One of these guys, an innovator and motivator, introduced the djembe, at the time unknown to us. He formed us into ensembles (vocal, too) with lots of hand percussion. Not only that, but he taught us to make “shekeres” (beaded-gourds) and drums from discarded barrels.
I started jamming at the local UC (Berkeley) campus in Sproul Plaza in 1978, and met several drummers who I am still playing and associated with today. My first teacher in California was Simbo. I met Simbo through Jerry who is now deceased, but at the time was a regular out there. Simbo introduced the Bay Area or at least the local drum scene to the djembe which, for all intents and purposes, was not in use yet. He tried to convince the conga drummers to expand their horizons and try different forms of music. He would entice them to parties that had food (they were nearly always broke, hungry, horny and looking to get high).
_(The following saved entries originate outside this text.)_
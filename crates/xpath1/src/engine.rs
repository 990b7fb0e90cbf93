//! The evaluation engine for executing a parsed XPath AST against a generic `DataSourceNode`.

use super::ast::{Axis, BinaryOperator, Expression, LocationPath, NodeTest, NodeTypeTest, Step, UnaryOperator};
use super::{axes, functions, operators};
use crate::datasource::{DataSourceNode, NodeType};
use crate::error::XPathError;
use std::fmt;
use std::marker::PhantomData;

/// The possible result types of an XPath expression evaluation.
#[derive(Debug, Clone, PartialEq)]
pub enum XPathValue<N> {
    NodeSet(Vec<N>),
    String(String),
    Number(f64),
    Boolean(bool),
}

impl<'a, N: DataSourceNode<'a>> XPathValue<N> {
    /// Coerces the value to a boolean as per XPath 1.0 rules.
    pub fn to_bool(&self) -> bool {
        match self {
            XPathValue::NodeSet(nodes) => !nodes.is_empty(),
            XPathValue::String(s) => !s.is_empty(),
            XPathValue::Number(n) => *n != 0.0 && !n.is_nan(),
            XPathValue::Boolean(b) => *b,
        }
    }

    /// Coerces the value to a number as per XPath 1.0 rules.
    pub fn to_number(&self) -> f64 {
        match self {
            XPathValue::Number(n) => *n,
            XPathValue::String(s) => parse_number(s),
            XPathValue::Boolean(b) => {
                if *b {
                    1.0
                } else {
                    0.0
                }
            }
            XPathValue::NodeSet(nodes) => nodes
                .first()
                .map(|n| parse_number(&n.string_value()))
                .unwrap_or(f64::NAN),
        }
    }

    pub fn is_node_set(&self) -> bool {
        matches!(self, XPathValue::NodeSet(_))
    }
}

impl<'a, N: DataSourceNode<'a>> fmt::Display for XPathValue<N> {
    /// Coerces the value to a string as per XPath 1.0 rules.
    fn fmt(&self, f: &mut fmt::Formatter<'_>) -> fmt::Result {
        match self {
            XPathValue::NodeSet(nodes) => write!(
                f,
                "{}",
                nodes.first().map(|n| n.string_value()).unwrap_or_default()
            ),
            XPathValue::String(s) => write!(f, "{}", s),
            XPathValue::Number(n) => write!(f, "{}", format_number(*n)),
            XPathValue::Boolean(b) => write!(f, "{}", b),
        }
    }
}

/// XPath `number()` on a string: optional surrounding whitespace, optional minus,
/// digits with an optional fraction. Anything else is NaN.
pub fn parse_number(s: &str) -> f64 {
    let t = s.trim();
    let digits = t.strip_prefix('-').unwrap_or(t);
    let well_formed = !digits.is_empty()
        && digits.chars().all(|c| c.is_ascii_digit() || c == '.')
        && digits.chars().filter(|&c| c == '.').count() <= 1
        && digits != ".";
    if well_formed {
        t.parse().unwrap_or(f64::NAN)
    } else {
        f64::NAN
    }
}

/// XPath `string()` on a number: integers print without a fraction, and there is no
/// exponent notation or negative zero.
pub fn format_number(n: f64) -> String {
    if n.is_nan() {
        "NaN".to_string()
    } else if n.is_infinite() {
        if n > 0.0 { "Infinity" } else { "-Infinity" }.to_string()
    } else if n == 0.0 {
        "0".to_string()
    } else if n.fract() == 0.0 && n.abs() < 1e15 {
        format!("{}", n as i64)
    } else {
        format!("{}", n)
    }
}

/// The state needed while evaluating an expression.
/// `'a` is the lifetime of the underlying data source.
#[derive(Debug, Clone, Copy)]
pub struct EvaluationContext<'a, N: DataSourceNode<'a>> {
    pub context_node: N,
    pub root_node: N,
    pub context_position: usize, // 1-based index
    pub context_size: usize,
    _marker: PhantomData<&'a ()>,
}

impl<'a, N: DataSourceNode<'a>> EvaluationContext<'a, N> {
    /// A context positioned on `context_node` as the only node of its set.
    pub fn new(context_node: N, root_node: N) -> Self {
        Self {
            context_node,
            root_node,
            context_position: 1,
            context_size: 1,
            _marker: PhantomData,
        }
    }

    /// The same document, focused on another node of a node-set.
    pub fn focus(&self, context_node: N, context_position: usize, context_size: usize) -> Self {
        Self {
            context_node,
            root_node: self.root_node,
            context_position,
            context_size,
            _marker: PhantomData,
        }
    }
}

/// Evaluates a compiled expression and returns a concrete `XPathValue`.
pub fn evaluate<'a, N>(
    expr: &Expression,
    e_ctx: &EvaluationContext<'a, N>,
) -> Result<XPathValue<N>, XPathError>
where
    N: DataSourceNode<'a> + 'a,
{
    match expr {
        Expression::Literal(s) => Ok(XPathValue::String(s.clone())),
        Expression::Number(n) => Ok(XPathValue::Number(*n)),
        Expression::LocationPath(path) => {
            let nodes = evaluate_location_path(path, e_ctx)?;
            Ok(XPathValue::NodeSet(nodes))
        }
        Expression::Filter { expr, predicates } => {
            let nodes = expect_node_set(evaluate(expr, e_ctx)?, "filter expression")?;
            Ok(XPathValue::NodeSet(apply_predicates(nodes, predicates, e_ctx)?))
        }
        Expression::Variable(name) => Err(XPathError::UnknownVariable(name.clone())),
        Expression::FunctionCall { name, args } => {
            let mut evaluated_args = Vec::with_capacity(args.len());
            for arg in args {
                evaluated_args.push(evaluate(arg, e_ctx)?);
            }
            functions::evaluate_function(name, evaluated_args, e_ctx)
        }
        // `and`/`or` only look at the right operand when they have to.
        Expression::BinaryOp {
            left,
            op: op @ (BinaryOperator::And | BinaryOperator::Or),
            right,
        } => {
            let left_val = evaluate(left, e_ctx)?.to_bool();
            let result = match op {
                BinaryOperator::And => left_val && evaluate(right, e_ctx)?.to_bool(),
                _ => left_val || evaluate(right, e_ctx)?.to_bool(),
            };
            Ok(XPathValue::Boolean(result))
        }
        Expression::BinaryOp { left, op, right } => {
            let left_val = evaluate(left, e_ctx)?;
            let right_val = evaluate(right, e_ctx)?;
            operators::evaluate(*op, left_val, right_val)
        }
        Expression::UnaryOp { op, expr } => {
            let val = evaluate(expr, e_ctx)?;
            match op {
                UnaryOperator::Minus => Ok(XPathValue::Number(-val.to_number())),
            }
        }
    }
}

fn expect_node_set<N>(value: XPathValue<N>, what: &str) -> Result<Vec<N>, XPathError> {
    match value {
        XPathValue::NodeSet(nodes) => Ok(nodes),
        _ => Err(XPathError::TypeError(format!(
            "{} must evaluate to a node-set",
            what
        ))),
    }
}

fn evaluate_location_path<'a, N>(
    path: &LocationPath,
    e_ctx: &EvaluationContext<'a, N>,
) -> Result<Vec<N>, XPathError>
where
    N: DataSourceNode<'a> + 'a,
{
    let mut current_nodes = if let Some(start_expr) = &path.start_point {
        expect_node_set(evaluate(start_expr, e_ctx)?, "start of a path")?
    } else if path.is_absolute {
        vec![e_ctx.root_node]
    } else {
        vec![e_ctx.context_node]
    };

    for step in &path.steps {
        current_nodes = evaluate_step(step, &current_nodes, e_ctx)?;
    }
    Ok(current_nodes)
}

/// Evaluates one step from every context node, then merges the results into a
/// duplicate-free node-set in document order.
fn evaluate_step<'a, N>(
    step: &Step,
    context_nodes: &[N],
    e_ctx: &EvaluationContext<'a, N>,
) -> Result<Vec<N>, XPathError>
where
    N: DataSourceNode<'a> + 'a,
{
    let mut result_nodes = Vec::new();
    for &node in context_nodes {
        let candidates: Vec<N> = axes::collect(step.axis, node)
            .into_iter()
            .filter(|n| matches_node_test(n, &step.node_test, step.axis))
            .collect();
        result_nodes.extend(apply_predicates(candidates, &step.predicates, e_ctx)?);
    }
    result_nodes.sort();
    result_nodes.dedup();
    Ok(result_nodes)
}

/// The node type a name test or `*` selects on the given axis.
fn principal_node_type(axis: Axis) -> NodeType {
    match axis {
        Axis::Attribute => NodeType::Attribute,
        _ => NodeType::Element,
    }
}

fn matches_node_test<'a, N>(node: &N, test: &NodeTest, axis: Axis) -> bool
where
    N: DataSourceNode<'a> + 'a,
{
    match test {
        NodeTest::Wildcard => node.node_type() == principal_node_type(axis),
        NodeTest::NamespaceWildcard { namespace, .. } => {
            node.node_type() == principal_node_type(axis)
                && node
                    .name()
                    .is_some_and(|q| q.namespace == namespace.as_deref())
        }
        NodeTest::Name(name_test) => {
            node.node_type() == principal_node_type(axis)
                && node.name().is_some_and(|q| {
                    q.matches(name_test.namespace.as_deref(), &name_test.local_part)
                })
        }
        NodeTest::NodeType(ntt) => match ntt {
            NodeTypeTest::Text => node.node_type() == NodeType::Text,
            NodeTypeTest::Comment => node.node_type() == NodeType::Comment,
            NodeTypeTest::ProcessingInstruction => {
                node.node_type() == NodeType::ProcessingInstruction
            }
            NodeTypeTest::Node => true,
        },
    }
}

/// Filters `nodes` (in axis order) through each predicate in turn. A numeric
/// predicate result selects by position.
fn apply_predicates<'a, N>(
    nodes: Vec<N>,
    predicates: &[Expression],
    e_ctx: &EvaluationContext<'a, N>,
) -> Result<Vec<N>, XPathError>
where
    N: DataSourceNode<'a> + 'a,
{
    let mut current = nodes;
    for predicate in predicates {
        let context_size = current.len();
        let mut kept = Vec::with_capacity(context_size);
        for (i, node) in current.iter().enumerate() {
            let predicate_ctx = e_ctx.focus(*node, i + 1, context_size);
            let keep = match evaluate(predicate, &predicate_ctx)? {
                XPathValue::Number(n) => n == (i + 1) as f64,
                other => other.to_bool(),
            };
            if keep {
                kept.push(*node);
            }
        }
        current = kept;
    }
    Ok(current)
}
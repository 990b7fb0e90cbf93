//! Built-in implementations of the XPath 1.0 core function library.

use super::engine::{EvaluationContext, XPathValue, parse_number};
use crate::datasource::{DataSourceNode, NodeType};
use crate::error::XPathError;
use crate::namespaces::XML_NAMESPACE;

/// Dispatches a function call to the correct implementation.
pub fn evaluate_function<'a, N: DataSourceNode<'a>>(
    name: &str,
    args: Vec<XPathValue<N>>,
    e_ctx: &EvaluationContext<'a, N>,
) -> Result<XPathValue<N>, XPathError> {
    match name {
        // Node-set
        "last" => {
            arity(name, &args, 0, 0)?;
            Ok(XPathValue::Number(e_ctx.context_size as f64))
        }
        "position" => {
            arity(name, &args, 0, 0)?;
            Ok(XPathValue::Number(e_ctx.context_position as f64))
        }
        "count" => func_count(name, args),
        "local-name" | "namespace-uri" | "name" => func_node_name(name, args, e_ctx),

        // String
        "string" => {
            arity(name, &args, 0, 1)?;
            Ok(XPathValue::String(string_arg_or_context(args, e_ctx)))
        }
        "concat" => {
            arity(name, &args, 2, usize::MAX)?;
            Ok(XPathValue::String(
                args.iter().map(|a| a.to_string()).collect(),
            ))
        }
        "starts-with" => {
            let (s, pattern) = two_strings(name, args)?;
            Ok(XPathValue::Boolean(s.starts_with(&pattern)))
        }
        "contains" => {
            let (s, pattern) = two_strings(name, args)?;
            Ok(XPathValue::Boolean(s.contains(&pattern)))
        }
        "substring-before" => {
            let (s, pattern) = two_strings(name, args)?;
            let before = s.find(&pattern).map(|i| &s[..i]).unwrap_or("");
            Ok(XPathValue::String(before.to_string()))
        }
        "substring-after" => {
            let (s, pattern) = two_strings(name, args)?;
            let after = s
                .find(&pattern)
                .map(|i| &s[i + pattern.len()..])
                .unwrap_or("");
            Ok(XPathValue::String(after.to_string()))
        }
        "substring" => func_substring(name, args),
        "string-length" => {
            arity(name, &args, 0, 1)?;
            let s = string_arg_or_context(args, e_ctx);
            Ok(XPathValue::Number(s.chars().count() as f64))
        }
        "normalize-space" => {
            arity(name, &args, 0, 1)?;
            let s = string_arg_or_context(args, e_ctx);
            Ok(XPathValue::String(
                s.split_whitespace().collect::<Vec<_>>().join(" "),
            ))
        }
        "translate" => func_translate(name, args),

        // Boolean
        "boolean" => {
            arity(name, &args, 1, 1)?;
            Ok(XPathValue::Boolean(args[0].to_bool()))
        }
        "not" => {
            arity(name, &args, 1, 1)?;
            Ok(XPathValue::Boolean(!args[0].to_bool()))
        }
        "true" => {
            arity(name, &args, 0, 0)?;
            Ok(XPathValue::Boolean(true))
        }
        "false" => {
            arity(name, &args, 0, 0)?;
            Ok(XPathValue::Boolean(false))
        }
        "lang" => func_lang(name, args, e_ctx),

        // Number
        "number" => {
            arity(name, &args, 0, 1)?;
            let n = match args.first() {
                Some(arg) => arg.to_number(),
                None => parse_number(&e_ctx.context_node.string_value()),
            };
            Ok(XPathValue::Number(n))
        }
        "sum" => func_sum(name, args),
        "floor" => unary_number(name, args, f64::floor),
        "ceiling" => unary_number(name, args, f64::ceil),
        "round" => unary_number(name, args, round_half_up),

        _ => Err(XPathError::FunctionError {
            function: name.to_string(),
            message: "Unknown XPath function".to_string(),
        }),
    }
}

fn arity<N>(
    name: &str,
    args: &[XPathValue<N>],
    min: usize,
    max: usize,
) -> Result<(), XPathError> {
    if args.len() < min || args.len() > max {
        let expected = match (min, max) {
            (min, max) if min == max => format!("{}", min),
            (min, usize::MAX) => format!("at least {}", min),
            (min, max) => format!("{} to {}", min, max),
        };
        return Err(XPathError::FunctionError {
            function: format!("{}()", name),
            message: format!("Expected {} argument(s), got {}", expected, args.len()),
        });
    }
    Ok(())
}

fn expect_nodes<N>(name: &str, value: XPathValue<N>) -> Result<Vec<N>, XPathError>
where
    N: std::fmt::Debug,
{
    match value {
        XPathValue::NodeSet(nodes) => Ok(nodes),
        v => Err(XPathError::TypeError(format!(
            "{}() argument must be a node-set, got {:?}",
            name, v
        ))),
    }
}

fn string_arg_or_context<'a, N: DataSourceNode<'a>>(
    args: Vec<XPathValue<N>>,
    e_ctx: &EvaluationContext<'a, N>,
) -> String {
    match args.into_iter().next() {
        Some(arg) => arg.to_string(),
        None => e_ctx.context_node.string_value(),
    }
}

fn two_strings<'a, N: DataSourceNode<'a>>(
    name: &str,
    args: Vec<XPathValue<N>>,
) -> Result<(String, String), XPathError> {
    arity(name, &args, 2, 2)?;
    Ok((args[0].to_string(), args[1].to_string()))
}

fn unary_number<'a, N: DataSourceNode<'a>>(
    name: &str,
    args: Vec<XPathValue<N>>,
    f: fn(f64) -> f64,
) -> Result<XPathValue<N>, XPathError> {
    arity(name, &args, 1, 1)?;
    Ok(XPathValue::Number(f(args[0].to_number())))
}

/// XPath rounds halves towards positive infinity, unlike `f64::round`.
fn round_half_up(n: f64) -> f64 {
    if n.is_nan() || n.is_infinite() || n == 0.0 {
        return n;
    }
    if (-0.5..0.0).contains(&n) {
        return -0.0;
    }
    (n + 0.5).floor()
}

fn func_count<'a, N: DataSourceNode<'a>>(
    name: &str,
    mut args: Vec<XPathValue<N>>,
) -> Result<XPathValue<N>, XPathError> {
    arity(name, &args, 1, 1)?;
    let nodes = expect_nodes(name, args.remove(0))?;
    Ok(XPathValue::Number(nodes.len() as f64))
}

fn func_sum<'a, N: DataSourceNode<'a>>(
    name: &str,
    mut args: Vec<XPathValue<N>>,
) -> Result<XPathValue<N>, XPathError> {
    arity(name, &args, 1, 1)?;
    let total = expect_nodes(name, args.remove(0))?
        .iter()
        .map(|n| parse_number(&n.string_value()))
        .sum();
    Ok(XPathValue::Number(total))
}

/// `local-name()`, `namespace-uri()` and `name()` of the first node of the argument,
/// or of the context node.
fn func_node_name<'a, N: DataSourceNode<'a>>(
    name: &str,
    mut args: Vec<XPathValue<N>>,
    e_ctx: &EvaluationContext<'a, N>,
) -> Result<XPathValue<N>, XPathError> {
    arity(name, &args, 0, 1)?;
    let node = if args.is_empty() {
        Some(e_ctx.context_node)
    } else {
        expect_nodes(name, args.remove(0))?.first().copied()
    };
    let Some(q_name) = node.and_then(|n| n.name()) else {
        return Ok(XPathValue::String(String::new()));
    };
    let value = match name {
        "local-name" => q_name.local_part.to_string(),
        "namespace-uri" => q_name.namespace.unwrap_or_default().to_string(),
        _ => match q_name.prefix {
            Some(prefix) => format!("{}:{}", prefix, q_name.local_part),
            None => q_name.local_part.to_string(),
        },
    };
    Ok(XPathValue::String(value))
}

/// `substring(s, start, len?)` with 1-based, rounded character positions.
fn func_substring<'a, N: DataSourceNode<'a>>(
    name: &str,
    args: Vec<XPathValue<N>>,
) -> Result<XPathValue<N>, XPathError> {
    arity(name, &args, 2, 3)?;
    let s = args[0].to_string();
    let start = round_half_up(args[1].to_number());
    let end = match args.get(2) {
        Some(len) => start + round_half_up(len.to_number()),
        None => f64::INFINITY,
    };
    // NaN bounds fail both comparisons and select nothing.
    let result = s
        .chars()
        .enumerate()
        .filter(|(i, _)| {
            let pos = (*i + 1) as f64;
            pos >= start && pos < end
        })
        .map(|(_, c)| c)
        .collect();
    Ok(XPathValue::String(result))
}

fn func_translate<'a, N: DataSourceNode<'a>>(
    name: &str,
    args: Vec<XPathValue<N>>,
) -> Result<XPathValue<N>, XPathError> {
    arity(name, &args, 3, 3)?;
    let s = args[0].to_string();
    let from: Vec<char> = args[1].to_string().chars().collect();
    let to: Vec<char> = args[2].to_string().chars().collect();
    let result = s
        .chars()
        .filter_map(|c| match from.iter().position(|&f| f == c) {
            Some(i) => to.get(i).copied(),
            None => Some(c),
        })
        .collect();
    Ok(XPathValue::String(result))
}

/// True when the nearest `xml:lang` in scope equals the argument or is a sub-language
/// of it, ignoring case.
fn func_lang<'a, N: DataSourceNode<'a>>(
    name: &str,
    args: Vec<XPathValue<N>>,
    e_ctx: &EvaluationContext<'a, N>,
) -> Result<XPathValue<N>, XPathError> {
    arity(name, &args, 1, 1)?;
    let wanted = args[0].to_string().to_lowercase();

    let mut current = Some(e_ctx.context_node);
    while let Some(node) = current {
        if node.node_type() == NodeType::Element {
            let declared = node.attributes().find(|attr| {
                attr.name()
                    .is_some_and(|q| q.matches(Some(XML_NAMESPACE), "lang"))
            });
            if let Some(attr) = declared {
                let lang = attr.string_value().to_lowercase();
                let matched = lang == wanted
                    || lang
                        .strip_prefix(&wanted)
                        .is_some_and(|rest| rest.starts_with('-'));
                return Ok(XPathValue::Boolean(matched));
            }
        }
        current = node.parent();
    }
    Ok(XPathValue::Boolean(false))
}
//! Backend-for-frontend gRPC proxy.
//!
//! Turns the web frontend's JSON requests into unary gRPC calls and relays
//! chat event streams.
//!
//! # Architecture Overview
//!
//! ```text
//!                         ┌──────────────────────────────────────────────────┐
//!                         │                      BFF                          │
//!                         │                                                   │
//!     Client Request      │  ┌─────────┐    ┌──────────┐    ┌────────────┐   │
//!     ────────────────────┼─▶│  http   │───▶│ routing  │───▶│    rpc     │───┼──▶ gRPC
//!                         │  │ server  │    │ registry │    │ metadata + │   │    services
//!                         │  └────┬────┘    └──────────┘    │  invoke    │   │
//!                         │       │                         └─────┬──────┘   │
//!                         │       │                               ▼          │
//!     Client Response     │  ┌────┴─────┐                   ┌────────────┐   │
//!     ◀───────────────────┼──│ response │◀──────────────────│   status   │   │
//!                         │  │ envelope │                   │ translator │   │
//!                         │  └──────────┘                   └────────────┘   │
//!                         │                                                   │
//!     POST stream path ───┼──▶ http::stream ──────────────────────────────────┼──▶ chat backend
//!                         │                                                   │
//!                         │  config · security · observability · lifecycle    │
//!                         └──────────────────────────────────────────────────┘
//! ```

use std::path::PathBuf;
use std::sync::Arc;

use clap::Parser;
use tokio::net::TcpListener;

use trip_bff::config::loader::{default_config, load_config};
use trip_bff::lifecycle::{spawn_signal_handler, Shutdown};
use trip_bff::observability::{logging, metrics};
use trip_bff::{BffServer, Upstreams};

#[derive(Debug, Parser)]
#[command(name = "trip-bff", version, about = "Backend-for-frontend gRPC proxy")]
struct Cli {
    /// Path to a TOML configuration file.
    #[arg(short, long)]
    config: Option<PathBuf>,
}

#[tokio::main]
async fn main() -> Result<(), Box<dyn std::error::Error>> {
    let cli = Cli::parse();

    // Load configuration
    let config = match &cli.config {
        Some(path) => load_config(path)?,
        None => default_config()?,
    };

    logging::init_logging(&config.observability)?;

    tracing::info!("trip-bff v{} starting", env!("CARGO_PKG_VERSION"));
    tracing::info!(
        bind_address = %config.listener.bind_address,
        request_timeout_secs = config.timeouts.request_secs,
        user_service = %config.upstreams.user.endpoint,
        attraction_service = %config.upstreams.attraction.endpoint,
        cookie_secure = config.session.secure,
        "Configuration loaded"
    );

    if config.observability.metrics_enabled {
        match config.observability.metrics_address.parse() {
            Ok(addr) => metrics::init_metrics(addr),
            Err(e) => tracing::error!(
                metrics_address = %config.observability.metrics_address,
                error = %e,
                "Failed to parse metrics address"
            ),
        }
    }

    // Upstream channels connect on first use
    let upstreams = Upstreams::connect_lazy(&config.upstreams)?;

    let listener = TcpListener::bind(&config.listener.bind_address).await?;
    tracing::info!(address = %listener.local_addr()?, "Listening for connections");

    let shutdown = Arc::new(Shutdown::new());
    spawn_signal_handler(shutdown.clone());

    let server = BffServer::new(config, upstreams)?;
    server.run(listener, shutdown.subscribe()).await?;

    tracing::info!("Shutdown complete");
    Ok(())
}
After he got them stoned, he would form them into various groups such as all-vocal units or miscellaneous percussion ensembles, including one with only tuned-bells.
Simbo would experiment with traditional concepts and arrangements, for which he was heavily criticized. Later, the same critics played what he had developed when they heard the Cubans doing them. He was ahead of his time. He orchestrated beautiful African-inspired and Afro-Cuban pieces. An innovator and genius, Simbo was a pioneer in composing such music. He sparked an idea that I materialized, which was to fuse African with Western music. I had the Western instruments play percussive rhythms and blended the traditional chants with Western harmonies , the result being a gentle fusion of East and West.
My next major influence was John Amira, who lived in New York. I studied traditional Afro-Haitian and Afro-Cuban with him in Manhattan. In 1985 I took my first trip to Havana, Cuba to study with the legendary Pello El Afrokan. Ten years later, I returned, it being such fertile ground for learning.
I was traveling to Santa Cruz, California a lot in those days. Marion, the African dance teacher who I was working with, hired me to organize the undisciplined drum scene there.
At drum classes on the hill at Santa Cruz College, I put people in a circle (like Nuru had) so they would have to look at each other, as opposed to having them sit in a straight line. One of my students, Arthur Hull, has achieved positive results and great success with this method, often in the corporate world, where he stresses a ‘teamwork’ concept.
I met Pedro De Jesus in Santa Cruz around this time. Developing an interest in Santeria, I was initiated (‘made saint’) into the religion in 1988. Meanwhile, I studied Afro-Cuban rhythms and culture with a variety of teachers, including Rajinio Jimenez. During this era I contributed percussion on 25 albums spanning the musical spectrum, worked with Mickey Hart on recordings and projects and, while under contract to Narada Records, produced four of my own CD’s.
In 1995 I went to Cuba for a second time and studied bata and rumba; but this time in Matanzas, the cultural hotbed of traditional Afro-Cuban folk music.
Around 1996 I began formal West African djembe and dundun training when a new wave of percussionists, many my students’ students, entered my social sphere. They were friendly, knowledgeable and open-minded, unusual in the highly-competitive, macho drum scene. Initially suspicious of and hesitant toward them, I inevitably embraced them and have recorded, performed and fraternized with them ever since.
In Hawaii from 1999-2001 we created a beautiful little drum and dance community. We were able to invite many illustrious African teachers who remarked that Maui reminded them of home.
In the last ten years I have travelled to Puerto Rico, Brazil, Cuba and West Africa studying, documenting and sharing rhythms, music and songs.
I must conclude, after this ongoing privileged musical journey, that it’s not necessarily how good you play but the spirit you invest in what you do. Your intention and connection to your soul and the joy and enthusiasm you bring to The Circle are essential.